Back in 2019, the company raised the fund by issuing 8.99 crore right shares for business expansion. It offered right shares at a ratio of three right shares for the existing four shares at a face value of Tk10 each
Even after four years of raising nearly Tk90 crore through the issuance of right shares, publicly listed Golden Harvest Agro Industries Limited—one of the leading frozen food and ice cream sellers in the country—failed to deploy the whole fund.
Back in 2019, the company raised the fund by issuing 8.99 crore right shares for business expansion. It offered right shares at a ratio of three right shares for the existing four shares at a face value of Tk10 each.
But till June this year, the company has been able to use Tk70 crore of the fund. The remaining amount has still not been utilised.
Requesting a time extension to use the fund, Golden Harvest has already applied to the Bangladesh Securities and Exchange Commission (BSEC), but the application is pending.
Seeking anonymity, an official at Golden Harvest said the main reason behind the delay was the Covid-19 pandemic, adding that a big portion has already been used though.
Also, the company faced difficulties in opening letters of credit (LCs) for machinery acquisition because of the dollar crisis and other economic uncertainties, he added.
Now, the company seeks more time to use the rest of the amount for opening an LC for machinery, the official further stated.
Earlier, the BSEC questioned the company for not using its right share fund properly.
According to BSEC sources, the firm had used funds from Braintrain Studio Ltd, which is Golden Harvest’s own company, and provided excessive advances for its infrastructure development.
Also, the commission found that the same person holds the post of managing director at both Golden Harvest and Braintrain Studio.
This means, the payment between the companies is known as a related party transaction, which is permissible only upon approval by investors.
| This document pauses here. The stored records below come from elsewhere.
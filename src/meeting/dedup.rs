//! Transcript deduplication.
//!
//! Speech-to-text produces overlapping and fragmentary entries: partial
//! utterances, re-sends of the same line, and re-assembled concatenations
//! of earlier lines. This module collapses them into a minimal ordered
//! transcript. The merge is heuristic and approximate; comparisons are
//! byte-exact (no case folding or punctuation stripping) and strictly
//! speaker-scoped.

use super::record::TranscriptEntry;

/// A shorter text is a fragment of a longer one when it is contained in it
/// and is under this fraction of the longer text's length.
const FRAGMENT_RATIO: f64 = 0.8;

/// Two texts are the same utterance when this fraction of either side's
/// sentences appears in the other side.
const SENTENCE_OVERLAP_RATIO: f64 = 0.7;

/// Sentences at or below this length are ignored by the overlap check.
const MIN_SENTENCE_CHARS: usize = 5;

/// Minimum number of prior same-speaker entries before the concatenation
/// guard applies.
const CONCAT_GUARD_MIN_ENTRIES: usize = 2;

/// Merge overlapping and fragmentary transcript entries into an ordered,
/// deduplicated list. Idempotent: running the merge on its own output
/// changes nothing.
pub fn dedup_transcripts(entries: &[TranscriptEntry]) -> Vec<TranscriptEntry> {
    let mut sorted: Vec<&TranscriptEntry> = entries
        .iter()
        .filter(|e| !e.text.trim().is_empty())
        .collect();
    sorted.sort_by_key(|e| e.timestamp);

    let mut merged: Vec<TranscriptEntry> = Vec::with_capacity(sorted.len());

    'candidates: for candidate in sorted {
        for i in 0..merged.len() {
            if merged[i].speaker != candidate.speaker {
                continue;
            }
            let existing = &merged[i];

            if existing.text == candidate.text {
                continue 'candidates;
            }

            // Fragment of an already-kept utterance.
            if existing.text.contains(&candidate.text)
                && (candidate.text.len() as f64) < FRAGMENT_RATIO * existing.text.len() as f64
            {
                continue 'candidates;
            }

            // The candidate supersedes a kept fragment; replace in place.
            if candidate.text.contains(&existing.text)
                && (existing.text.len() as f64) < FRAGMENT_RATIO * candidate.text.len() as f64
            {
                merged[i] = candidate.clone();
                continue 'candidates;
            }

            // Same utterance re-transcribed with small differences.
            if sentence_overlap(&existing.text, &candidate.text) {
                if candidate.text.len() > existing.text.len() {
                    merged[i] = candidate.clone();
                }
                continue 'candidates;
            }
        }

        if is_reassembled_duplicate(&merged, candidate) {
            continue 'candidates;
        }

        merged.push(candidate.clone());
    }

    merged
}

/// Whether a candidate is a re-assembly of several earlier entries from the
/// same speaker: its text starts with a prefix of those entries' texts
/// concatenated in accumulation order.
fn is_reassembled_duplicate(merged: &[TranscriptEntry], candidate: &TranscriptEntry) -> bool {
    let prior: Vec<&str> = merged
        .iter()
        .filter(|e| e.speaker == candidate.speaker)
        .map(|e| e.text.as_str())
        .collect();
    if prior.len() < CONCAT_GUARD_MIN_ENTRIES {
        return false;
    }

    let concat = prior.join(" ");
    let mut limit = concat
        .len()
        .min((FRAGMENT_RATIO * candidate.text.len() as f64) as usize);
    while limit > 0 && !concat.is_char_boundary(limit) {
        limit -= 1;
    }
    limit > 0 && candidate.text.contains(&concat[..limit])
}

fn split_sentences(text: &str) -> Vec<&str> {
    text.split(['.', '!', '?'])
        .map(str::trim)
        .filter(|s| s.len() > MIN_SENTENCE_CHARS)
        .collect()
}

fn sentence_overlap(a: &str, b: &str) -> bool {
    let sentences_a = split_sentences(a);
    let sentences_b = split_sentences(b);
    if sentences_a.is_empty() || sentences_b.is_empty() {
        return false;
    }

    let shared_fraction = |own: &[&str], other: &[&str]| {
        let shared = own
            .iter()
            .filter(|s| other.iter().any(|o| o.contains(**s) || s.contains(*o)))
            .count();
        shared as f64 / own.len() as f64
    };

    shared_fraction(&sentences_a, &sentences_b) >= SENTENCE_OVERLAP_RATIO
        || shared_fraction(&sentences_b, &sentences_a) >= SENTENCE_OVERLAP_RATIO
}

#[cfg(test)]
mod tests {
    use super::*;
    use chrono::{Duration, TimeZone, Utc};

    fn entry(speaker: &str, text: &str, offset_secs: i64) -> TranscriptEntry {
        TranscriptEntry {
            speaker: speaker.to_string(),
            text: text.to_string(),
            timestamp: Utc.with_ymd_and_hms(2024, 3, 1, 10, 0, 0).unwrap()
                + Duration::seconds(offset_secs),
            confidence: None,
            participant_id: None,
        }
    }

    #[test]
    fn test_blank_entries_dropped() {
        let entries = vec![
            entry("Alice", "", 0),
            entry("Alice", "   ", 1),
            entry("Alice", "Hello there", 2),
        ];
        let merged = dedup_transcripts(&entries);
        assert_eq!(merged.len(), 1);
        assert_eq!(merged[0].text, "Hello there");
    }

    #[test]
    fn test_sorted_by_timestamp() {
        let entries = vec![
            entry("Bob", "second point", 10),
            entry("Alice", "first point", 0),
        ];
        let merged = dedup_transcripts(&entries);
        assert_eq!(merged[0].speaker, "Alice");
        assert_eq!(merged[1].speaker, "Bob");
    }

    #[test]
    fn test_exact_duplicate_discarded() {
        let entries = vec![
            entry("Alice", "We ship on Friday", 0),
            entry("Alice", "We ship on Friday", 3),
        ];
        assert_eq!(dedup_transcripts(&entries).len(), 1);
    }

    #[test]
    fn test_fragment_merged_into_longer_entry() {
        // The example from the merge contract: a partial utterance followed
        // by the full one collapses to the single longer entry.
        let entries = vec![
            entry("Alice", "Hello every", 0),
            entry("Alice", "Hello everyone, let's start the meeting", 1),
        ];
        let merged = dedup_transcripts(&entries);
        assert_eq!(merged.len(), 1);
        assert_eq!(merged[0].text, "Hello everyone, let's start the meeting");
    }

    #[test]
    fn test_later_fragment_discarded() {
        let entries = vec![
            entry("Alice", "Hello everyone, let's start the meeting", 0),
            entry("Alice", "Hello every", 1),
        ];
        let merged = dedup_transcripts(&entries);
        assert_eq!(merged.len(), 1);
        assert_eq!(merged[0].text, "Hello everyone, let's start the meeting");
    }

    #[test]
    fn test_near_full_substring_caught_by_overlap_not_fragment_rule() {
        // Contained but above the fragment ratio, so the containment rules
        // pass; the sentence-overlap rule still collapses the pair and
        // keeps the longer text.
        let entries = vec![
            entry("Alice", "the quarterly numbers look good", 0),
            entry("Alice", "the quarterly numbers look good today", 1),
        ];
        let merged = dedup_transcripts(&entries);
        assert_eq!(merged.len(), 1);
        assert_eq!(merged[0].text, "the quarterly numbers look good today");
    }

    #[test]
    fn test_no_merge_across_speakers() {
        let entries = vec![
            entry("Alice", "Hello everyone, let's start the meeting", 0),
            entry("Bob", "Hello every", 1),
        ];
        let merged = dedup_transcripts(&entries);
        assert_eq!(merged.len(), 2);
    }

    #[test]
    fn test_sentence_overlap_keeps_longer_text() {
        let entries = vec![
            entry(
                "Alice",
                "We need to fix the login bug. The release slips otherwise.",
                0,
            ),
            entry(
                "Alice",
                "We need to fix the login bug. The release slips otherwise. I'll own it.",
                2,
            ),
        ];
        let merged = dedup_transcripts(&entries);
        assert_eq!(merged.len(), 1);
        assert!(merged[0].text.ends_with("I'll own it."));
    }

    #[test]
    fn test_concatenation_guard_discards_reassembly() {
        // The candidate is mostly the first two entries re-assembled in
        // order, with a short tail of noise. No per-entry rule matches
        // (no full containment, sentence overlap below threshold), so the
        // concatenation guard is what discards it.
        let entries = vec![
            entry(
                "Alice",
                "Alpha point number one. Beta point number two. Gamma point number three.",
                0,
            ),
            entry("Alice", "Delta point number four.", 5),
            entry(
                "Alice",
                "Alpha point number one. Beta point number two. Bye now",
                10,
            ),
        ];
        let merged = dedup_transcripts(&entries);
        assert_eq!(merged.len(), 2);
        assert!(merged[1].text.starts_with("Delta"));
    }

    #[test]
    fn test_reassembly_containing_whole_entry_superseded_instead() {
        // A candidate that fully contains an earlier short entry hits the
        // supersede rule before the concat guard is ever consulted.
        let entries = vec![
            entry("Alice", "We reviewed the roadmap", 0),
            entry("Alice", "Budget approval is pending", 5),
            entry(
                "Alice",
                "We reviewed the roadmap Budget approval is pending and one more thing",
                10,
            ),
        ];
        let merged = dedup_transcripts(&entries);
        assert_eq!(merged.len(), 2);
        assert!(merged[0].text.ends_with("one more thing"));
        assert_eq!(merged[1].text, "Budget approval is pending");
    }

    #[test]
    fn test_dedup_is_idempotent() {
        let entries = vec![
            entry("Alice", "Hello every", 0),
            entry("Alice", "Hello everyone, let's start the meeting", 1),
            entry("Bob", "Morning all. Quick update from my side.", 2),
            entry("Bob", "Morning all", 3),
            entry("Alice", "Let's look at the metrics dashboard together", 4),
        ];
        let once = dedup_transcripts(&entries);
        let twice = dedup_transcripts(&once);
        assert_eq!(once, twice);
    }

    #[test]
    fn test_case_sensitive_comparisons() {
        // Normalization is intentionally unspecified upstream; we compare
        // byte-exact, so differing case survives as two entries.
        let entries = vec![
            entry("Alice", "hello everyone how are you", 0),
            entry("Alice", "Hello Everyone How Are You", 1),
        ];
        assert_eq!(dedup_transcripts(&entries).len(), 2);
    }
}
However, the company made the transaction without following the due process.
Business ups and downs
Before its stock market listing in 2013, the company had shown promising business.
In June 2011, its revenue stood at Tk52.65 crore, and net profit after tax Tk13.23 crore, which was the best year for Golden Harvest’s business.
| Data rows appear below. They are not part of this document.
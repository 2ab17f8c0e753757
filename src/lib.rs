pub mod api;
pub mod app;
pub mod cli;
pub mod config;
pub mod global;
pub mod meeting;
pub mod notify;
pub mod presence;
pub mod store;
pub mod summary;
//! Meeting persistence.
//!
//! The engine consumes storage through the `MeetingStore` trait so test
//! doubles can stand in for the real database. The shipped implementation
//! is raw SQL over rusqlite, no ORM; owned collections (participants,
//! transcripts, summary) are JSON text columns.

pub mod meetings;

use anyhow::{Context, Result};
use async_trait::async_trait;
use chrono::{DateTime, Utc};
use rusqlite::Connection;
use std::path::{Path, PathBuf};

use crate::meeting::record::{
    MeetingRecord, MeetingStatus, ParticipantRecord, Summary, TranscriptEntry,
};

pub use meetings::MeetingRepository;

/// Final snapshot written by the single atomic end transition.
#[derive(Debug, Clone)]
pub struct EndPatch {
    pub ended_at: DateTime<Utc>,
    pub duration_minutes: i64,
    pub participants: Vec<ParticipantRecord>,
    pub transcripts: Vec<TranscriptEntry>,
}

/// Post-transition mutation: status advance and/or summary attachment.
#[derive(Debug, Clone, Default)]
pub struct MeetingPatch {
    pub status: Option<MeetingStatus>,
    pub summary: Option<Summary>,
}

#[async_trait]
pub trait MeetingStore: Send + Sync {
    async fn get_meeting(&self, id: &str) -> Result<Option<MeetingRecord>>;
    async fn find_active_meeting(&self, room_name: &str) -> Result<Option<MeetingRecord>>;
    async fn create_meeting(&self, meeting: MeetingRecord) -> Result<()>;
    /// Compare-and-set end transition. Returns the updated record when this
    /// caller won the transition, `None` when another writer already
    /// transitioned the meeting.
    async fn atomic_meeting_end(&self, id: &str, patch: EndPatch) -> Result<Option<MeetingRecord>>;
    async fn update_meeting(&self, id: &str, patch: MeetingPatch) -> Result<MeetingRecord>;
    async fn delete_meeting(&self, id: &str) -> Result<bool>;
    async fn list_meetings(&self, limit: usize) -> Result<Vec<MeetingRecord>>;
}

pub fn open_db(db_path: &Path) -> Result<Connection> {
    if let Some(parent) = db_path.parent() {
        std::fs::create_dir_all(parent).context("Failed to create database directory")?;
    }

    let conn = Connection::open(db_path).context("Failed to open database connection")?;

    migrate(&conn)?;

    Ok(conn)
}

pub fn migrate(conn: &Connection) -> Result<()> {
    conn.execute(
        "CREATE TABLE IF NOT EXISTS meetings (
            id TEXT PRIMARY KEY,
            room_name TEXT NOT NULL,
            status TEXT NOT NULL,
            started_at TEXT NOT NULL,
            ended_at TEXT,
            duration_minutes INTEGER NOT NULL DEFAULT 0,
            participants TEXT NOT NULL,
            transcripts TEXT NOT NULL,
            summary TEXT,
            created_at TIMESTAMP DEFAULT CURRENT_TIMESTAMP
        )",
        [],
    )
    .context("Failed to create meetings table")?;

    conn.execute(
        "CREATE INDEX IF NOT EXISTS idx_meetings_room_status ON meetings(room_name, status)",
        [],
    )
    .context("Failed to create index on room_name/status")?;

    conn.execute(
        "CREATE INDEX IF NOT EXISTS idx_meetings_started_at ON meetings(started_at DESC)",
        [],
    )
    .context("Failed to create index on started_at")?;

    Ok(())
}

/// Store backed by a sqlite file. Opens a connection per operation and runs
/// it on the blocking pool, so async callers never hold a connection across
/// an await point.
pub struct SqliteMeetingStore {
    db_path: PathBuf,
}

impl SqliteMeetingStore {
    pub fn new(db_path: PathBuf) -> Self {
        Self { db_path }
    }

    async fn with_conn<T, F>(&self, op: F) -> Result<T>
    where
        T: Send + 'static,
        F: FnOnce(&Connection) -> Result<T> + Send + 'static,
    {
        let db_path = self.db_path.clone();
        tokio::task::spawn_blocking(move || {
            let conn = open_db(&db_path)?;
            op(&conn)
        })
        .await
        .context("Database task panicked")?
    }
}

#[async_trait]
impl MeetingStore for SqliteMeetingStore {
    async fn get_meeting(&self, id: &str) -> Result<Option<MeetingRecord>> {
        let id = id.to_owned();
        self.with_conn(move |conn| MeetingRepository::get(conn, &id)).await
    }

    async fn find_active_meeting(&self, room_name: &str) -> Result<Option<MeetingRecord>> {
        let room_name = room_name.to_owned();
        self.with_conn(move |conn| MeetingRepository::find_active(conn, &room_name))
            .await
    }

    async fn create_meeting(&self, meeting: MeetingRecord) -> Result<()> {
        self.with_conn(move |conn| MeetingRepository::insert(conn, &meeting))
            .await
    }

    async fn atomic_meeting_end(&self, id: &str, patch: EndPatch) -> Result<Option<MeetingRecord>> {
        let id = id.to_owned();
        self.with_conn(move |conn| MeetingRepository::atomic_end(conn, &id, &patch))
            .await
    }

    async fn update_meeting(&self, id: &str, patch: MeetingPatch) -> Result<MeetingRecord> {
        let id = id.to_owned();
        self.with_conn(move |conn| MeetingRepository::update(conn, &id, &patch))
            .await
    }

    async fn delete_meeting(&self, id: &str) -> Result<bool> {
        let id = id.to_owned();
        self.with_conn(move |conn| MeetingRepository::delete(conn, &id)).await
    }

    async fn list_meetings(&self, limit: usize) -> Result<Vec<MeetingRecord>> {
        self.with_conn(move |conn| MeetingRepository::list(conn, limit))
            .await
    }
}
Then in 2018, the company filed for issuing right shares to expand its business, and it secured the BSEC approval in October 2019.
However, after receiving the right share fund, its revenue and net profit have faced declines.
In the 2020-21 and 2021-22 fiscal years, the company’s revenue dropped significantly and it incurred huge losses.
As a result, the general investors are deprived of their expected returns from the company.
In the July to September quarter of 2023, the company’s revenue stood at Tk28.45 crore, which was Tk24.55 crore in the same period of the previous year.
Its finance cost rose 24% to Tk4.02 crore, and after-tax net profit stood at Tk5 lakh.
In the last fiscal, the company recommended a 1% cash dividend for its shareholders.
As of 31 October 2023, sponsors and directors jointly held 30.42% shares of the company, institutions 36.97%, foreign investors 0.40%, and general investors 32.21%.
Golden Harvest’s shares closed at Tk16.50 each at the Dhaka Stock Exchange on Sunday.